Our findings also provide new insight regarding the cholera epidemic of 2011–2012. This epidemic appears to have been caused by the expansion of a specific V. cholerae subpopulation, which rapidly diffused countrywide. Furthermore, sequence analysis showed that the clone responsible for this epidemic, an El Tor variant with CTX-3 type phage, falls close to the major Kenyan clade in wave 3 of the seventh pandemic. This observation correlates with a 2011 study demonstrating that the seventh cholera pandemic had been caused by specific strains originating from a unique ancestral clone that have spread globally in successive waves (12). The 2011–2012 isolates displayed a specific antimicrobial drug resistance pattern, characterized by the return of tetracycline and doxycycline sensitivity.
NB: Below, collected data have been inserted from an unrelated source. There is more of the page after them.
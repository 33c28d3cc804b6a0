// File: src/core/compound.rs
use crate::core::rules::TextRules;
use crate::core::store::LookupStore;

/// Resolves each part of a hyphenated compound against the tables and
/// rejoins the parts with `-`.
///
/// Parts are looked up as they are: no canonicalization, no learning and
/// no further splitting. A part found in neither table is kept verbatim.
pub fn resolve_compound<R: TextRules + ?Sized>(store: &LookupStore, rules: &R, canon: &str) -> String {
    canon
        .split('-')
        .map(|part| {
            if let Some(norm) = store.forms.get(part) {
                return norm.to_string();
            }
            match store.diacritics.get(&rules.dediacritic(part)) {
                Some(accented) => accented.to_string(),
                None => part.to_string(),
            }
        })
        .collect::<Vec<_>>()
        .join("-")
}

/// Whether a canonical form should go through [`resolve_compound`].
/// A leading hyphen marks an inverted clitic (`-nous`) and is never split.
pub fn is_compound(canon: &str) -> bool {
    canon.contains('-') && !canon.starts_with('-')
}
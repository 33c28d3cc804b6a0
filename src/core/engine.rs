use crate::config::Config;
use crate::core::compound::{is_compound, resolve_compound};
use crate::core::rules::{FrenchRules, TextRules};
use crate::core::store::LookupStore;
use crate::core::types::{ResolvedForm, Stage};
use crate::error::{NormError, Result};
use crate::learning::LearningEngine;
use crate::persistence;
use std::fs;
use std::path::Path;
use tracing::{debug, info, trace, warn};

/// Stripped forms whose accented spelling is forced before the dictionary
/// scan, so that no dictionary word can claim them.
pub const DEFAULT_OVERRIDES: &[(&str, &str)] = &[("meme", "même"), ("memes", "mêmes")];

const BUNDLED_WORDS: &str = include_str!("../../data/words.txt");

/// Resolves raw word forms to a canonical norm.
///
/// The engine owns its two lookup tables and memoizes every resolution into
/// them, so `normalize` takes `&mut self`. Share one engine between threads
/// only behind a lock held for the whole call.
pub struct Normalizer<R = FrenchRules> {
    store: LookupStore,
    rules: R,
    learning_engine: LearningEngine,
}

impl Normalizer<FrenchRules> {
    /// Seeds a French engine from an ordered word list.
    pub fn new<I, S>(words: I, overrides: &[(&str, &str)]) -> Self
    where
        I: IntoIterator<Item = S>,
        S: AsRef<str>,
    {
        Self::with_rules(FrenchRules, words, overrides)
    }

    /// Seeds from the word list compiled into the crate.
    pub fn bundled() -> Self {
        Self::new(dictionary_words(BUNDLED_WORDS), DEFAULT_OVERRIDES)
    }

    /// Seeds from a newline-separated UTF-8 word list on disk.
    pub fn from_dictionary_file(path: &Path) -> Result<Self> {
        let text = fs::read_to_string(path).map_err(|source| NormError::Dictionary {
            path: path.to_path_buf(),
            source,
        })?;
        Ok(Self::new(dictionary_words(&text), DEFAULT_OVERRIDES))
    }

    /// Restores saved tables from `config.tables_dir`, or seeds from the
    /// configured (or bundled) dictionary when no table file is there.
    ///
    /// A directory holding only one table, or an unreadable one, is an
    /// error: reseeding would let the next save overwrite learned data.
    pub fn open(config: &Config) -> Result<Self> {
        if persistence::any_table_exists(&config.tables_dir) {
            let store = persistence::load_tables(&config.tables_dir).map_err(|e| {
                warn!(dir = %config.tables_dir.display(), error = %e, "cannot restore saved tables");
                e
            })?;
            return Ok(Self::from_store(FrenchRules, store));
        }
        match &config.dictionary {
            Some(path) => Self::from_dictionary_file(path),
            None => Ok(Self::bundled()),
        }
    }
}

impl<R: TextRules> Normalizer<R> {
    pub fn with_rules<I, S>(rules: R, words: I, overrides: &[(&str, &str)]) -> Self
    where
        I: IntoIterator<Item = S>,
        S: AsRef<str>,
    {
        let store = LookupStore::seed(&rules, words, overrides);
        info!(
            forms = store.forms.len(),
            diacritics = store.diacritics.len(),
            "seeded lookup tables"
        );
        Self::from_store(rules, store)
    }

    pub fn from_store(rules: R, store: LookupStore) -> Self {
        Self {
            store,
            rules,
            learning_engine: LearningEngine::new(),
        }
    }

    pub fn store(&self) -> &LookupStore {
        &self.store
    }

    /// Resolves `form` to its norm. Never fails.
    pub fn normalize(&mut self, form: &str) -> String {
        self.resolve(form).norm
    }

    /// Like [`normalize`](Self::normalize), but reports how the norm was found.
    pub fn resolve(&mut self, form: &str) -> ResolvedForm {
        let resolved = self.lookup(form);
        match resolved.stage {
            Stage::Exact => trace!(form, norm = %resolved.norm, "exact match"),
            stage => debug!(form, norm = %resolved.norm, ?stage, "resolved form"),
        }
        self.learning_engine.learn(&mut self.store, &resolved);
        resolved
    }

    /// One norm per token, in input order.
    pub fn normalize_batch<I, S>(&mut self, forms: I) -> Vec<String>
    where
        I: IntoIterator<Item = S>,
        S: AsRef<str>,
    {
        forms.into_iter().map(|form| self.normalize(form.as_ref())).collect()
    }

    /// Binds every form in `forms` to `norm`, replacing earlier bindings.
    pub fn add<I, S>(&mut self, norm: &str, forms: I)
    where
        I: IntoIterator<Item = S>,
        S: AsRef<str>,
    {
        for form in forms {
            self.store.forms.set(form.as_ref(), norm);
        }
    }

    pub fn save(&self, dir: &Path) -> Result<()> {
        persistence::save_tables(&self.store, dir)
    }

    /// Replaces both tables with the ones saved in `dir`. On error the
    /// current tables are kept.
    pub fn load(&mut self, dir: &Path) -> Result<()> {
        self.store = persistence::load_tables(dir)?;
        Ok(())
    }

    /// The read-only half of resolution: runs the cascade and records every
    /// intermediate, leaving the writes to the learning engine.
    fn lookup(&self, form: &str) -> ResolvedForm {
        let forms = &self.store.forms;

        if let Some(norm) = forms.get(form) {
            return ResolvedForm::new(form, norm.to_string(), Stage::Exact);
        }

        let mut resolved = ResolvedForm::new(form, String::new(), Stage::Lowercase);

        let lowered = form.to_lowercase();
        if let Some(norm) = forms.get(&lowered) {
            resolved.norm = norm.to_string();
            return resolved;
        }
        resolved.intermediates.push(lowered.clone());

        let canon = self.rules.canonicalize(&lowered);
        if let Some(norm) = forms.get(&canon) {
            resolved.norm = norm.to_string();
            resolved.stage = Stage::Canonical;
            return resolved;
        }
        resolved.intermediates.push(canon.clone());

        if is_compound(&canon) {
            resolved.norm = resolve_compound(&self.store, &self.rules, &canon);
            resolved.stage = Stage::Compound;
            return resolved;
        }

        let stripped = self.rules.dediacritic(&canon);
        match self.store.diacritics.get(&stripped) {
            Some(accented) => {
                resolved.norm = accented.to_string();
                resolved.stage = Stage::Diacritic;
            }
            None => {
                resolved.norm = canon;
                resolved.stage = Stage::Fallback;
            }
        }
        resolved.stripped = Some(stripped);
        resolved
    }
}

fn dictionary_words(text: &str) -> impl Iterator<Item = &str> {
    text.lines().map(str::trim_end).filter(|line| !line.is_empty())
}
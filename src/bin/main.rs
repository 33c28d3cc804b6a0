use clap::Parser;
use norm_core::{Config, Normalizer};
use std::error::Error;
use std::io::{self, BufRead, BufWriter, Write};
use std::path::PathBuf;
use tracing_subscriber::EnvFilter;

/// Resolve French word forms to their norm.
///
/// Normalizes WORDS, or each whitespace-separated token read from stdin,
/// printing one line of norms per input line.
#[derive(Parser)]
#[command(name = "norm_engine", version, about, long_about = None)]
struct Cli {
    /// Known-word list used when no saved tables exist
    #[arg(long)]
    dictionary: Option<PathBuf>,

    /// Directory holding the saved tables
    #[arg(long)]
    tables: Option<PathBuf>,

    /// Persist the learned tables on exit
    #[arg(long)]
    save: bool,

    /// Words to normalize instead of reading stdin
    words: Vec<String>,
}

fn main() {
    tracing_subscriber::fmt()
        .with_env_filter(EnvFilter::from_default_env())
        .with_writer(io::stderr)
        .init();

    if let Err(e) = run(Cli::parse()) {
        eprintln!("[ERROR] {}", e);
        std::process::exit(1);
    }
}

fn run(cli: Cli) -> Result<(), Box<dyn Error>> {
    let mut config = Config::from_env()?;
    if cli.dictionary.is_some() {
        config.dictionary = cli.dictionary;
    }
    if let Some(dir) = cli.tables {
        config.tables_dir = dir;
    }

    let mut engine = Normalizer::open(&config)?;
    let stdout = io::stdout();
    let mut out = BufWriter::new(stdout.lock());

    if cli.words.is_empty() {
        for line in io::stdin().lock().lines() {
            let line = line?;
            let norms = engine.normalize_batch(line.split_whitespace());
            writeln!(out, "{}", norms.join(" "))?;
        }
    } else {
        for norm in engine.normalize_batch(&cli.words) {
            writeln!(out, "{}", norm)?;
        }
    }
    out.flush()?;

    if cli.save {
        engine.save(&config.tables_dir)?;
        eprintln!("Tables saved to '{}'", config.tables_dir.display());
    }
    Ok(())
}
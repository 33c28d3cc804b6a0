// File: src/error.rs
use std::io;
use std::path::PathBuf;
use thiserror::Error;

/// Errors raised around the engine. Normalization itself never fails;
/// everything here comes from loading, saving or validating data.
#[derive(Debug, Error)]
pub enum NormError {
    /// The known-word list could not be read or was not valid UTF-8.
    #[error("cannot read dictionary {path}: {source}")]
    Dictionary {
        path: PathBuf,
        #[source]
        source: io::Error,
    },

    #[error("i/o error: {0}")]
    Io(#[from] io::Error),

    /// A persisted table is missing its encoding or is structurally corrupt.
    #[error("cannot decode table '{name}': {source}")]
    Table {
        name: &'static str,
        #[source]
        source: bincode::Error,
    },

    #[error("conformance data: {0}")]
    Conformance(#[from] csv::Error),

    #[error("invalid configuration: {0}")]
    Config(String),
}

pub type Result<T> = std::result::Result<T, NormError>;
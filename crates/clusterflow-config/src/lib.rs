pub mod error;
pub mod settings;

pub use error::*;
pub use settings::{AwsSettings, Binaries, ClusterflowConfig};

use std::path::{Path, PathBuf};

/// Explicit configuration file path.
pub const CONFIG_PATH_ENV: &str = "CLUSTERFLOW_CONFIG_PATH";

const PROJECT_CONFIG: &str = "clusterflow.yaml";
const GLOBAL_CONFIG: &str = "config.yaml";

/// `~/.config/clusterflow` (platform equivalent), if the platform has one.
pub fn config_dir() -> Option<PathBuf> {
    dirs::config_dir().map(|dir| dir.join("clusterflow"))
}

/// Locate the configuration file.
///
/// Search order:
/// 1. `CLUSTERFLOW_CONFIG_PATH` (must exist when set)
/// 2. `./clusterflow.yaml`
/// 3. `<config dir>/clusterflow/config.yaml`
pub fn find_config_file() -> Result<Option<PathBuf>> {
    if let Ok(config_path) = std::env::var(CONFIG_PATH_ENV) {
        let path = PathBuf::from(config_path);
        if !path.exists() {
            return Err(ConfigError::ConfigFileNotFound(path));
        }
        return Ok(Some(path));
    }

    let project = std::env::current_dir()?.join(PROJECT_CONFIG);
    if project.exists() {
        return Ok(Some(project));
    }

    if let Some(dir) = config_dir() {
        let global = dir.join(GLOBAL_CONFIG);
        if global.exists() {
            return Ok(Some(global));
        }
    }

    Ok(None)
}

/// Load the discovered configuration, or defaults when there is none.
pub fn load_config() -> Result<ClusterflowConfig> {
    match find_config_file()? {
        Some(path) => load_from(&path),
        None => {
            tracing::debug!("No configuration file found, using defaults");
            Ok(ClusterflowConfig::default())
        }
    }
}

pub fn load_from(path: &Path) -> Result<ClusterflowConfig> {
    let content = std::fs::read_to_string(path)?;
    if content.trim().is_empty() {
        return Ok(ClusterflowConfig::default());
    }

    let config = serde_yaml::from_str(&content).map_err(|e| ConfigError::Parse {
        path: path.to_path_buf(),
        message: e.to_string(),
    })?;
    tracing::debug!("Loaded configuration from {}", path.display());
    Ok(config)
}

#[cfg(test)]
mod tests {
    use super::*;
    use serial_test::serial;
    use std::fs;
    use std::time::Duration;

    #[test]
    fn test_defaults() {
        let config = ClusterflowConfig::default();
        assert_eq!(config.work_root(), std::env::temp_dir());
        assert_eq!(config.assets_dir, PathBuf::from("."));
        assert_eq!(config.poll_interval(), Duration::from_secs(30));
        assert_eq!(config.grace_period(), Duration::from_secs(180));
        assert_eq!(config.binaries.kops, "kops");
        assert_eq!(
            config.client_authentication_api_version,
            "client.authentication.k8s.io/v1beta1"
        );
    }

    #[test]
    fn test_load_partial_file() {
        let temp_dir = tempfile::tempdir().unwrap();
        let path = temp_dir.path().join("clusterflow.yaml");
        fs::write(
            &path,
            "work_root: /var/lib/clusterflow\n\
             poll_interval_secs: 5\n\
             binaries:\n  kops: /opt/kops/bin/kops\n\
             aws:\n  profile: ops\n",
        )
        .unwrap();

        let config = load_from(&path).unwrap();
        assert_eq!(config.work_root(), PathBuf::from("/var/lib/clusterflow"));
        assert_eq!(config.poll_interval_secs, 5);
        assert_eq!(config.grace_period_secs, 180);
        assert_eq!(config.binaries.kops, "/opt/kops/bin/kops");
        assert_eq!(config.binaries.terraform, "terraform");
        assert_eq!(config.aws.profile.as_deref(), Some("ops"));
        assert_eq!(config.aws.region, None);
    }

    #[test]
    fn test_empty_file_is_default() {
        let temp_dir = tempfile::tempdir().unwrap();
        let path = temp_dir.path().join("clusterflow.yaml");
        fs::write(&path, "\n").unwrap();
        assert_eq!(load_from(&path).unwrap(), ClusterflowConfig::default());
    }

    #[test]
    fn test_malformed_file_is_error() {
        let temp_dir = tempfile::tempdir().unwrap();
        let path = temp_dir.path().join("clusterflow.yaml");
        fs::write(&path, "poll_interval_secs: soon\n").unwrap();
        assert!(matches!(load_from(&path), Err(ConfigError::Parse { .. })));

        fs::write(&path, "pol_interval_secs: 5\n").unwrap();
        assert!(matches!(load_from(&path), Err(ConfigError::Parse { .. })));
    }

    #[test]
    #[serial]
    fn test_find_config_file_env_var() {
        let temp_dir = tempfile::tempdir().unwrap();
        let config_path = temp_dir.path().join("custom.yaml");
        fs::write(&config_path, "verbose: true\n").unwrap();

        temp_env::with_var(CONFIG_PATH_ENV, Some(&config_path), || {
            assert_eq!(find_config_file().unwrap(), Some(config_path.clone()));
            assert!(load_config().unwrap().verbose);
        });
    }

    #[test]
    #[serial]
    fn test_find_config_file_env_var_missing() {
        temp_env::with_var(CONFIG_PATH_ENV, Some("/nonexistent/clusterflow.yaml"), || {
            assert!(matches!(
                find_config_file(),
                Err(ConfigError::ConfigFileNotFound(_))
            ));
        });
    }

    #[test]
    #[serial]
    fn test_find_config_file_in_current_dir() {
        let temp_dir = tempfile::tempdir().unwrap();
        let original_dir = std::env::current_dir().unwrap();
        fs::write(temp_dir.path().join(PROJECT_CONFIG), "grace_period_secs: 60\n").unwrap();

        std::env::set_current_dir(&temp_dir).unwrap();
        let result = temp_env::with_var_unset(CONFIG_PATH_ENV, || {
            (find_config_file().unwrap(), load_config().unwrap())
        });
        std::env::set_current_dir(original_dir).unwrap();

        let (path, config) = result;
        assert!(path.unwrap().ends_with(PROJECT_CONFIG));
        assert_eq!(config.grace_period(), Duration::from_secs(60));
    }
}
The outbreak strain also represented a serotype switch from Ogawa to Inaba. However, further MLVA genotyping of preoutbreak isolates is required to determine whether these strains were already present in the region or if they represent a new V. cholerae population.

This study demonstrates that molecular and microbiological analyses of V. cholerae isolates provide extensive insight into the mechanisms of cholera epidemics. MLVA and whole-genome sequencing are powerful tools for elucidating epidemic dynamics because these methods have been used to link distinct outbreaks and identify the origin of certain epidemic V. cholerae strains (15). Improved sampling of clinical isolates is essential to monitor changes in pathogen antimicrobial drug resistance and elucidate the dissemination pathways of toxigenic strains to ensure proper management of patients requiring antimicrobial drug treatment and to appropriately direct the public health response.